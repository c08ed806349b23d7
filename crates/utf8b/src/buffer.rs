//! Abstraction over scalar buffers owned by the caller.

use alloc::{collections::VecDeque, vec::Vec};
use core::ops::Range;

use crate::Utf8bError;

/// Read access to an indexable sequence of scalars.
pub trait ScalarSource {
    /// Number of scalars in the buffer.
    fn scalar_count(&self) -> usize;

    /// Scalar at `index`. Callers only pass indices below
    /// [`scalar_count`](Self::scalar_count).
    fn scalar_at(&self, index: usize) -> u32;
}

/// Write access to an indexable sequence of scalars.
pub trait ScalarSink: ScalarSource {
    /// Overwrites the scalar at `index`. Callers only pass indices below
    /// [`scalar_count`](ScalarSource::scalar_count).
    fn set_scalar(&mut self, index: usize, scalar: u32);
}

impl ScalarSource for [u32] {
    #[inline]
    fn scalar_count(&self) -> usize {
        self.len()
    }

    #[inline]
    fn scalar_at(&self, index: usize) -> u32 {
        self[index]
    }
}

impl ScalarSink for [u32] {
    #[inline]
    fn set_scalar(&mut self, index: usize, scalar: u32) {
        self[index] = scalar;
    }
}

impl<const N: usize> ScalarSource for [u32; N] {
    #[inline]
    fn scalar_count(&self) -> usize {
        N
    }

    #[inline]
    fn scalar_at(&self, index: usize) -> u32 {
        self[index]
    }
}

impl<const N: usize> ScalarSink for [u32; N] {
    #[inline]
    fn set_scalar(&mut self, index: usize, scalar: u32) {
        self[index] = scalar;
    }
}

impl ScalarSource for Vec<u32> {
    #[inline]
    fn scalar_count(&self) -> usize {
        self.len()
    }

    #[inline]
    fn scalar_at(&self, index: usize) -> u32 {
        self[index]
    }
}

impl ScalarSink for Vec<u32> {
    #[inline]
    fn set_scalar(&mut self, index: usize, scalar: u32) {
        self[index] = scalar;
    }
}

impl ScalarSource for VecDeque<u32> {
    #[inline]
    fn scalar_count(&self) -> usize {
        self.len()
    }

    #[inline]
    fn scalar_at(&self, index: usize) -> u32 {
        self[index]
    }
}

impl ScalarSink for VecDeque<u32> {
    #[inline]
    fn set_scalar(&mut self, index: usize, scalar: u32) {
        self[index] = scalar;
    }
}

// A `char` is always a Unicode scalar value, so this source never yields an
// escape or an unencodable value.
impl ScalarSource for [char] {
    #[inline]
    fn scalar_count(&self) -> usize {
        self.len()
    }

    #[inline]
    fn scalar_at(&self, index: usize) -> u32 {
        u32::from(self[index])
    }
}

/// Rejects `range` unless `range.start <= range.end <= len`.
pub(crate) fn check_range(range: &Range<usize>, len: usize) -> Result<(), Utf8bError> {
    if range.start <= range.end && range.end <= len {
        Ok(())
    } else {
        Err(Utf8bError::InvalidArguments {
            start: range.start,
            end: range.end,
            len,
        })
    }
}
┄┄┄┄┄┄┄┄┄┄┄┄┄┄┄┄┄┄┄┄
• [Problem details]: This exercise needs each record retyped exactly as shown.

• [Finished exercise]:
repository c08ed806349b23d7
filename crates/utf8b/src/buffer.rs
//! Abstraction over scalar buffers owned by the caller.

use alloc::{collections::VecDeque, vec::Vec};
use core::ops::Range;

use crate::Utf8bError;

/// Read access to an indexable sequence of scalars.
pub trait ScalarSource {
    /// Number of scalars in the buffer.
    fn scalar_count(&self) -> usize;

    /// Scalar at `index`. Callers only pass indices below
    /// [`scalar_count`](Self::scalar_count).
    fn scalar_at(&self, index: usize) -> u32;
}

/// Write access to an indexable sequence of scalars.
pub trait ScalarSink: ScalarSource {
    /// Overwrites the scalar at `index`. Callers only pass indices below
    /// [`scalar_count`](ScalarSource::scalar_count).
    fn set_scalar(&mut self, index: usize, scalar: u32);
}

impl ScalarSource for [u32] {
    #[inline]
    fn scalar_count(&self) -> usize {
        self.len()
    }

    #[inline]
    fn scalar_at(&self, index: usize) -> u32 {
        self[index]
    }
}

impl ScalarSink for [u32] {
    #[inline]
    fn set_scalar(&mut self, index: usize, scalar: u32) {
        self[index] = scalar;
    }
}

impl<const N: usize> ScalarSource for [u32; N] {
    #[inline]
    fn scalar_count(&self) -> usize {
        N
    }

    #[inline]
    fn scalar_at(&self, index: usize) -> u32 {
        self[index]
    }
}

impl<const N: usize> ScalarSink for [u32; N] {
    #[inline]
    fn set_scalar(&mut self, index: usize, scalar: u32) {
        self[index] = scalar;
    }
}

impl ScalarSource for Vec<u32> {
    #[inline]
    fn scalar_count(&self) -> usize {
        self.len()
    }

    #[inline]
    fn scalar_at(&self, index: usize) -> u32 {
        self[index]
    }
}

impl ScalarSink for Vec<u32> {
    #[inline]
    fn set_scalar(&mut self, index: usize, scalar: u32) {
        self[index] = scalar;
    }
}

impl ScalarSource for VecDeque<u32> {
    #[inline]
    fn scalar_count(&self) -> usize {
        self.len()
    }

    #[inline]
    fn scalar_at(&self, index: usize) -> u32 {
        self[index]
    }
}

impl ScalarSink for VecDeque<u32> {
    #[inline]
    fn set_scalar(&mut self, index: usize, scalar: u32) {
        self[index] = scalar;
    }
}

// A `char` is always a Unicode scalar value, so this source never yields an
// escape or an unencodable value.
impl ScalarSource for [char] {
    #[inline]
    fn scalar_count(&self) -> usize {
        self.len()
    }

    #[inline]
    fn scalar_at(&self, index: usize) -> u32 {
        u32::from(self[index])
    }
}

/// Rejects `range` unless `range.start <= range.end <= len`.
pub(crate) fn check_range(range: &Range<usize>, len: usize) -> Result<(), Utf8bError> {
    if range.start <= range.end && range.end <= len {
        Ok(())
    } else {
        Err(Utf8bError::InvalidArguments {
            start: range.start,
            end: range.end,
            len,
        })
    }
}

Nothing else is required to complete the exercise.